On the second-floor landing a candle burned within a glass mantle. There was the creak of a shutter that had gotten loose, the tired exhalation from a hot-air register. Jack debated going straight up to bed, but then he heard a small sound from the bedroom that had been his aunt Mary Anne’s. He peered inside. A hurricane lamp cast its glow across the huge old four-poster. He could barely make out a lump beneath the spread.

“Knock knock.” He rapped softly at the door. “Can I come in?”

“Okay,” a muffled voice replied.

“Uhumm.” He cleared his throat. “Are you—how are you feeling?”

The bed loomed before him, an eighteenth-century cherry four-poster complete with white chenille spread and canopy. An alpine array of pillows marched across its head; at its foot a down comforter waited like an immense nougat to be devoured at need. Somewhere in between was the girl. He could hear her breathing, uneven and noisy.

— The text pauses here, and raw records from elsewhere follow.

//! Scene objects
//!
//! A minimal component host: a transform plus an optional interactable.
//! Behaviors such as manipulation look their companion components up here.

use uuid::Uuid;

use crate::interactable::Interactable;
use crate::transform::SharedTransform;

/// A scene entity carrying interaction components
pub struct SceneObject {
    pub id: Uuid,
    pub name: String,
    pub transform: SharedTransform,
    pub interactable: Option<Interactable>,
    enabled: bool,
}

impl std::fmt::Debug for SceneObject {
    fn fmt(&self, f: &mut std::fmt::Formatter<'_>) -> std::fmt::Result {
        f.debug_struct("SceneObject")
            .field("id", &self.id)
            .field("name", &self.name)
            .field("interactable", &self.interactable)
            .field("enabled", &self.enabled)
            .finish_non_exhaustive()
    }
}

impl SceneObject {
    /// Create an enabled object with no components
    pub fn new(name: impl Into<String>, transform: SharedTransform) -> Self {
        Self {
            id: Uuid::new_v4(),
            name: name.into(),
            transform,
            interactable: None,
            enabled: true,
        }
    }

    /// Attach an interactable
    pub fn with_interactable(mut self, mut interactable: Interactable) -> Self {
        interactable.set_enabled(self.enabled);
        self.interactable = Some(interactable);
        self
    }

    pub fn is_enabled(&self) -> bool {
        self.enabled
    }

    /// Enable or disable the object and its components
    pub fn set_enabled(&mut self, enabled: bool) {
        self.enabled = enabled;
        if let Some(interactable) = &mut self.interactable {
            interactable.set_enabled(enabled);
        }
    }

    /// Per-frame update of the object's components
    pub fn tick(&mut self) {
        if let Some(interactable) = &mut self.interactable {
            interactable.tick();
        }
    }
}
impl Default for InteractableConfig {
    fn default() -> Self {
        Self {
            targeting_mode: TargetingMode::DIRECT | TargetingMode::INDIRECT,
            allow_multiple_interactors: true,
            enable_poke_directionality: false,
            acceptable_x_directions: PokeXDirection::ALL,
            acceptable_y_directions: PokeYDirection::ALL,
            acceptable_z_directions: PokeZDirection::ALL,
        }
    }
}

/// A collision volume owned by an interactable
#[derive(Debug, Clone, PartialEq, Serialize, Deserialize)]
pub struct Collider {
    pub name: String,
    pub enabled: bool,
}

impl Collider {
    /// Create an enabled collider
    pub fn new(name: impl Into<String>) -> Self {
        Self {
            name: name.into(),
            enabled: true,
        }
    }
}

/// Hover/trigger/drag state machine for one scene object
pub struct Interactable {
    id: InteractableId,
    name: String,
    config: InteractableConfig,
    hovering_interactor: InteractorInputType,
    triggering_interactor: InteractorInputType,
    colliders: Vec<Collider>,
    enabled: bool,
    registry: Option<SharedRegistry>,
    registered: bool,

    /// First interactor started hovering
    pub on_hover_enter: Event<InteractorEvent>,
    pub on_hover_update: Event<InteractorEvent>,
    /// Last interactor stopped hovering
    pub on_hover_exit: Event<InteractorEvent>,
    pub on_interactor_hover_enter: Event<InteractorEvent>,
    pub on_interactor_hover_exit: Event<InteractorEvent>,

    /// First interactor started triggering
    pub on_trigger_start: Event<InteractorEvent>,
    pub on_trigger_update: Event<InteractorEvent>,
    /// Last interactor stopped triggering
    pub on_trigger_end: Event<InteractorEvent>,
    pub on_interactor_trigger_start: Event<InteractorEvent>,
    pub on_interactor_trigger_end: Event<InteractorEvent>,
    /// Triggering was forcibly reset (e.g. tracking lost)
    pub on_trigger_canceled: Event<InteractorEvent>,

    pub on_drag_start: Event<InteractorEvent>,
    pub on_drag_update: Event<InteractorEvent>,
    pub on_drag_end: Event<InteractorEvent>,
}

impl std::fmt::Debug for Interactable {
    fn fmt(&self, f: &mut std::fmt::Formatter<'_>) -> std::fmt::Result {
        f.debug_struct("Interactable")
            .field("id", &self.id)
            .field("name", &self.name)
            .field("hovering_interactor", &self.hovering_interactor)
            .field("triggering_interactor", &self.triggering_interactor)
            .field("enabled", &self.enabled)
            .finish_non_exhaustive()
    }
}

impl Interactable {
    /// Create an interactable with the given configuration
    pub fn new(name: impl Into<String>, config: InteractableConfig) -> Self {
        Self {
            id: InteractableId::new(),
            name: name.into(),
            config,
            hovering_interactor: InteractorInputType::NONE,
            triggering_interactor: InteractorInputType::NONE,
            colliders: Vec::new(),
            enabled: true,
            registry: None,
            registered: false,
            on_hover_enter: Event::new(),
            on_hover_update: Event::new(),
            on_hover_exit: Event::new(),
            on_interactor_hover_enter: Event::new(),
            on_interactor_hover_exit: Event::new(),
            on_trigger_start: Event::new(),
            on_trigger_update: Event::new(),
            on_trigger_end: Event::new(),
            on_interactor_trigger_start: Event::new(),
            on_interactor_trigger_end: Event::new(),
            on_trigger_canceled: Event::new(),
            on_drag_start: Event::new(),
            on_drag_update: Event::new(),
            on_drag_end: Event::new(),
        }
    }

    /// Attach the registry this interactable announces itself to
    pub fn with_registry(mut self, registry: SharedRegistry) -> Self {
        self.registry = Some(registry);
        self
    }

    /// Add a collider; it adopts the current enable state
    pub fn with_collider(mut self, mut collider: Collider) -> Self {
        collider.enabled = self.enabled;
        self.colliders.push(collider);
        self
    }

    pub fn id(&self) -> InteractableId {
        self.id
    }

    pub fn name(&self) -> &str {
        &self.name
    }

    pub fn config(&self) -> &InteractableConfig {
        &self.config
    }

    pub fn set_config(&mut self, config: InteractableConfig) {
        self.config = config;
    }

    /// Interactor types currently hovering
    pub fn hovering_interactor(&self) -> InteractorInputType {
        self.hovering_interactor
    }

    /// Interactor types currently triggering
    pub fn triggering_interactor(&self) -> InteractorInputType {
        self.triggering_interactor
    }

    pub fn colliders(&self) -> &[Collider] {
        &self.colliders
    }

    pub fn is_enabled(&self) -> bool {
        self.enabled
    }

    /// True once registered with the registry
    pub fn is_registered(&self) -> bool {
        self.registered
    }

    /// Enable or disable the interactable; colliders follow
    pub fn set_enabled(&mut self, enabled: bool) {
        self.enabled = enabled;
        for collider in &mut self.colliders {
            collider.enabled = enabled;
        }
    }

    /// Per-frame update. Registers on the first active frame.
    pub fn tick(&mut self) {
        if !self.enabled || self.registered {
            return;
        }
        if let Some(registry) = &self.registry {
            registry.lock().register(self.id);
            self.registered = true;
            tracing::debug!("Interactable '{}' registered", self.name);
        }
    }

    /// Whether `mode` overlaps the configured targeting mask
    pub fn accepts_targeting_mode(&self, mode: TargetingMode) -> bool {
        self.config.targeting_mode.intersects(mode)
    }

    /// Whether `interactor` may start interacting with this interactable
    pub fn can_accept(&self, interactor: &Interactor) -> bool {
        if !self.enabled || !self.accepts_targeting_mode(interactor.active_targeting_mode) {
            return false;
        }
        if self.config.allow_multiple_interactors || self.triggering_interactor.is_empty() {
            return true;
        }
        self.triggering_interactor
            .contains(interactor.input_type)
    }

    /// Whether a poke travelling along `local_direction` is acceptable.
    ///
    /// The dominant axis of the direction decides which axis set applies.
    pub fn accepts_poke_direction(&self, local_direction: Vec3) -> bool {
        if !self.config.enable_poke_directionality {
            return true;
        }
        let abs = local_direction.abs();
        if abs.max_element() < EPSILON {
            return false;
        }
        if abs.x >= abs.y && abs.x >= abs.z {
            let dir = if local_direction.x > 0.0 {
                PokeXDirection::RIGHT
            } else {
                PokeXDirection::LEFT
            };
            self.config.acceptable_x_directions.contains(dir)
        } else if abs.y >= abs.z {
            let dir = if local_direction.y > 0.0 {
                PokeYDirection::UP
            } else {
                PokeYDirection::DOWN
            };
            self.config.acceptable_y_directions.contains(dir)
        } else {
            let dir = if local_direction.z > 0.0 {
                PokeZDirection::BACK
            } else {
                PokeZDirection::FORWARD
            };
            self.config.acceptable_z_directions.contains(dir)
        }
    }

    /// Route an event by kind
    pub fn handle(&mut self, kind: InteractionKind, args: &mut InteractorEvent) {
        match kind {
            InteractionKind::HoverEnter => self.hover_enter(args),
            InteractionKind::HoverUpdate => self.hover_update(args),
            InteractionKind::HoverExit => self.hover_exit(args),
            InteractionKind::TriggerStart => self.trigger_start(args),
            InteractionKind::TriggerUpdate => self.trigger_update(args),
            InteractionKind::TriggerEnd => self.trigger_end(args),
            InteractionKind::TriggerCanceled => self.trigger_canceled(args),
        }
    }

    // ============== Hover ==============

    pub fn hover_enter(&mut self, args: &mut InteractorEvent) {
        let was_idle = self.hovering_interactor.is_empty();
        self.hovering_interactor.insert(args.interactor.input_type);
        self.stamp(args);

        if was_idle {
            tracing::debug!("'{}' hover enter", self.name);
            self.on_hover_enter.publish(args);
        }
        self.on_interactor_hover_enter.publish(args);
    }

    pub fn hover_update(&mut self, args: &mut InteractorEvent) {
        // Late updates after the last exit are dropped
        if self.hovering_interactor.is_empty() {
            return;
        }
        self.stamp(args);
        self.on_hover_update.publish(args);
    }

    pub fn hover_exit(&mut self, args: &mut InteractorEvent) {
        self.hovering_interactor.remove(args.interactor.input_type);
        self.stamp(args);

        self.on_interactor_hover_exit.publish(args);
        if self.hovering_interactor.is_empty() {
            tracing::debug!("'{}' hover exit", self.name);
            self.on_hover_exit.publish(args);
        }
    }

    // ============== Trigger ==============

    pub fn trigger_start(&mut self, args: &mut InteractorEvent) {
        let was_idle = self.triggering_interactor.is_empty();
        self.triggering_interactor.insert(args.interactor.input_type);
        self.stamp(args);

        if was_idle {
            tracing::debug!("'{}' trigger start", self.name);
            self.on_trigger_start.publish(args);
        }
        self.on_interactor_trigger_start.publish(args);
    }

    pub fn trigger_update(&mut self, args: &mut InteractorEvent) {
        if self.triggering_interactor.is_empty() {
            return;
        }
        self.stamp(args);
        self.on_trigger_update.publish(args);

        if let Some(drag) = args.interactor.current_drag_vector {
            args.drag_vector = Some(drag);
            if args.interactor.previous_drag_vector.is_none() {
                self.on_drag_start.publish(args);
            } else {
                self.on_drag_update.publish(args);
            }
        }
    }

    pub fn trigger_end(&mut self, args: &mut InteractorEvent) {
        self.triggering_interactor.remove(args.interactor.input_type);
        self.stamp(args);

        self.on_interactor_trigger_end.publish(args);
        if self.triggering_interactor.is_empty() {
            tracing::debug!("'{}' trigger end", self.name);
            self.on_trigger_end.publish(args);
        }
        self.publish_drag_end(args);
    }

    /// Clears every triggering interactor, not only the caller's bit
    pub fn trigger_canceled(&mut self, args: &mut InteractorEvent) {
        self.triggering_interactor = InteractorInputType::NONE;
        self.stamp(args);

        tracing::debug!(
            "'{}' trigger canceled by {:?}",
            self.name,
            args.interactor.input_type
        );
        self.on_trigger_canceled.publish(args);
        self.publish_drag_end(args);
    }

    fn publish_drag_end(&mut self, args: &mut InteractorEvent) {
        if let Some(previous) = args.interactor.previous_drag_vector {
            args.drag_vector = Some(previous);
            self.on_drag_end.publish(args);
        }
    }

    fn stamp(&self, args: &mut InteractorEvent) {
        args.target = Some(self.id);
        args.hovering_interactor = self.hovering_interactor;
        args.triggering_interactor = self.triggering_interactor;
    }
}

But it was another minute before he could pinpoint a bulge beneath the worn chenille, neither long nor wide enough to form a decent bolster, with a faint feathering of silver where her hair tufted from beneath the blankets. He could make out her slanted eyes staring at him with a ferocity that might have been fear or just fatigue.

“I feel like shit,” she snapped.

“I’m sorry,” he said, immediately aware of how un-sorry he sounded. He asked in a gentler voice, “Can I get you anything?”

“No.”

This time the voice sounded distinctly like a sob. It would have been nice if the sound had torn at Jack’s heart, but in fact it annoyed him—everything about this girl annoyed him—and that in turn made him feel guilty.

“I’m sorry,” he repeated. He traced a raised diamond on the bedspread, trying hard not to stare at the sharp little face an arm’s length away. “Can’t I get you something? Some milk maybe?”